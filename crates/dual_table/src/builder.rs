//! Construction of dual isosurface table entries.
//!
//! # Per-entry algorithm
//!
//! ```text
//! ┌─────────────────────────────────────────────────────────────────┐
//! │ 1. Tracked class                                                │
//! │    positive vertices        (default)                           │
//! │    negative vertices        (separate_negative)                 │
//! │    opposite-pair override   (always_separate_opposite)          │
//! └─────────────────────────────────────────────────────────────────┘
//!                               │
//!                               ▼
//! ┌─────────────────────────────────────────────────────────────────┐
//! │ 2. Components of the tracked class (ComponentFinder)            │
//! └─────────────────────────────────────────────────────────────────┘
//!                               │
//!                               ▼
//! ┌─────────────────────────────────────────────────────────────────┐
//! │ 3. For every edge with endpoints of different sign:             │
//! │      mark bipolar                                               │
//! │      dual patch = component of the tracked endpoint             │
//! │    Components touching a bipolar edge are numbered 0, 1, ...    │
//! │    in component order; uniform entries get no patches.          │
//! └─────────────────────────────────────────────────────────────────┘
//! ```
//!
//! The untracked class is treated as one merged region: every patch separates
//! one tracked component from it.
//!
//! Entries are independent, so the whole index range is built on the rayon
//! pool with one [`ComponentFinder`] per worker.

use rayon::prelude::*;
use smallvec::SmallVec;
use web_time::Instant;

use crate::ambiguity::AmbiguityTable;
use crate::components::ComponentFinder;
use crate::constants::MAX_NUM_VERTICES;
use crate::error::{Result, TableError};
use crate::geometry::{CubeGeometry, PolytopeGeometry};
use crate::stats::BuildReport;
use crate::types::{
  is_positive, BuildConfig, BuildFlags, ConfigurationRecord, PatchIndex, TableIndex,
};

/// Fully built table contents: records, ambiguity data and build timings.
#[derive(Clone, Debug)]
pub struct TableData {
  pub(crate) geometry: CubeGeometry,
  pub(crate) flags: BuildFlags,
  pub(crate) records: Box<[ConfigurationRecord]>,
  pub(crate) ambiguity: AmbiguityTable,
  pub(crate) report: BuildReport,
}

/// Builds every entry of a cube configuration table.
pub struct TableBuilder {
  geometry: CubeGeometry,
  flags: BuildFlags,
  config: BuildConfig,
}

impl TableBuilder {
  /// Builder for the d-cube with default resource limits.
  pub fn new(dimension: usize, flags: BuildFlags) -> Result<Self> {
    Self::with_config(dimension, flags, BuildConfig::default())
  }

  /// Builder for the d-cube.
  ///
  /// Fails with [`TableError::Dimension`] if the cube has more vertices than
  /// `config` allows.
  pub fn with_config(dimension: usize, flags: BuildFlags, config: BuildConfig) -> Result<Self> {
    let geometry = CubeGeometry::new(dimension)?;
    let limit = config.vertex_limit();
    if geometry.vertex_count() > limit {
      return Err(TableError::Dimension {
        dimension,
        vertex_count: Some(geometry.vertex_count()),
        max_vertices: limit,
      });
    }

    Ok(Self {
      geometry,
      flags,
      config,
    })
  }

  #[inline]
  pub fn geometry(&self) -> &CubeGeometry {
    &self.geometry
  }

  #[inline]
  pub fn flags(&self) -> BuildFlags {
    self.flags
  }

  /// Number of entries the table will hold (`2^V`).
  #[inline]
  pub fn entry_count(&self) -> usize {
    1 << self.geometry.vertex_count()
  }

  /// Compute the configuration record of every table index.
  pub fn build_records(&self) -> Box<[ConfigurationRecord]> {
    let entry_count = self.entry_count() as TableIndex;
    let flags = self.flags;

    if self.config.parallel {
      (0..entry_count)
        .into_par_iter()
        .with_min_len(self.config.chunk_size.max(1))
        .map_init(
          || ComponentFinder::new(&self.geometry),
          |finder, it| compute_record(finder, it, flags),
        )
        .collect::<Vec<_>>()
        .into_boxed_slice()
    } else {
      let mut finder = ComponentFinder::new(&self.geometry);
      (0..entry_count)
        .map(|it| compute_record(&mut finder, it, flags))
        .collect()
    }
  }

  /// Build records and ambiguity information.
  #[cfg_attr(feature = "tracing", tracing::instrument(skip_all, name = "table::build"))]
  pub fn build(self) -> TableData {
    let start = Instant::now();

    let records = {
      #[cfg(feature = "tracing")]
      let _span = tracing::info_span!("configuration_records").entered();
      self.build_records()
    };
    let records_us = start.elapsed().as_micros() as u64;

    let ambiguity_start = Instant::now();
    let ambiguity = {
      #[cfg(feature = "tracing")]
      let _span = tracing::info_span!("ambiguity").entered();
      AmbiguityTable::compute_all(&self.geometry, self.config.parallel)
    };
    let ambiguity_us = ambiguity_start.elapsed().as_micros() as u64;

    let report = BuildReport {
      records_us,
      ambiguity_us,
      total_us: start.elapsed().as_micros() as u64,
      parallel: self.config.parallel,
      worker_threads: if self.config.parallel {
        rayon::current_num_threads()
      } else {
        1
      },
    };

    #[cfg(feature = "tracing")]
    tracing::debug!(
      dimension = self.geometry.dimension(),
      entries = records.len(),
      ambiguous = ambiguity.ambiguous_count(),
      records_us,
      ambiguity_us,
      "built dual table"
    );

    TableData {
      geometry: self.geometry,
      flags: self.flags,
      records,
      ambiguity,
      report,
    }
  }
}

/// True if the positive vertices of `ientry` are tracked (become patches)
/// under `flags`.
pub fn tracks_positive(cube: &CubeGeometry, ientry: TableIndex, flags: BuildFlags) -> bool {
  if flags.always_separate_opposite {
    let all = ((1u64 << cube.vertex_count()) - 1) as TableIndex;
    if is_opposite_pair(cube, ientry) {
      return true;
    }
    if is_opposite_pair(cube, !ientry & all) {
      return false;
    }
  }
  !flags.separate_negative
}

/// True if `mask` holds exactly two vertices and they are diagonally opposite.
pub fn is_opposite_pair(cube: &CubeGeometry, mask: TableIndex) -> bool {
  if mask.count_ones() != 2 {
    return false;
  }
  let v0 = mask.trailing_zeros() as usize;
  let v1 = (TableIndex::BITS - 1 - mask.leading_zeros()) as usize;
  cube.opposite_vertex(v0) == v1
}

/// Compute the record for one table index.
pub fn compute_record(
  finder: &mut ComponentFinder<'_, CubeGeometry>,
  ientry: TableIndex,
  flags: BuildFlags,
) -> ConfigurationRecord {
  let cube = finder.geometry();
  let num_edges = cube.edge_count();
  let mut record = ConfigurationRecord::empty(num_edges);

  let track_positive = tracks_positive(cube, ientry, flags);
  let num_components = finder.count_components(ientry, track_positive);

  // Component (1-based) of the tracked endpoint of each bipolar edge.
  let mut borders: SmallVec<[bool; MAX_NUM_VERTICES + 1]> =
    SmallVec::from_elem(false, num_components + 1);
  for edge in 0..num_edges {
    let [v0, v1] = cube.edge_endpoints(edge);
    if is_positive(ientry, v0) != is_positive(ientry, v1) {
      record.bipolar_edges |= 1 << edge;
      borders[finder.component(tracked_endpoint(finder, v0, v1))] = true;
    }
  }

  let mut patch_of: SmallVec<[PatchIndex; MAX_NUM_VERTICES + 1]> =
    SmallVec::from_elem(0, num_components + 1);
  let mut patch_count: PatchIndex = 0;
  for id in 1..=num_components {
    if borders[id] {
      patch_of[id] = patch_count;
      patch_count += 1;
    }
  }

  for edge in 0..num_edges {
    if record.is_bipolar(edge) {
      let [v0, v1] = cube.edge_endpoints(edge);
      let id = finder.component(tracked_endpoint(finder, v0, v1));
      record.incident_patch[edge] = patch_of[id];
    }
  }
  record.patch_count = patch_count;

  record
}

#[inline]
fn tracked_endpoint(
  finder: &ComponentFinder<'_, CubeGeometry>,
  v0: usize,
  v1: usize,
) -> usize {
  if finder.vertex_flag(v0) {
    v0
  } else {
    v1
  }
}

#[cfg(test)]
#[path = "builder_test.rs"]
mod builder_test;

▸ **The problem**:
Scan the entries above, and wherever a line holds the string "tracing", copy it.

▸ **Completed exercise**:
  #[cfg_attr(feature = "tracing", tracing::instrument(skip_all, name = "table::build"))]
      #[cfg(feature = "tracing")]
      let _span = tracing::info_span!("configuration_records").entered();
      #[cfg(feature = "tracing")]
      let _span = tracing::info_span!("ambiguity").entered();
    #[cfg(feature = "tracing")]
    tracing::debug!(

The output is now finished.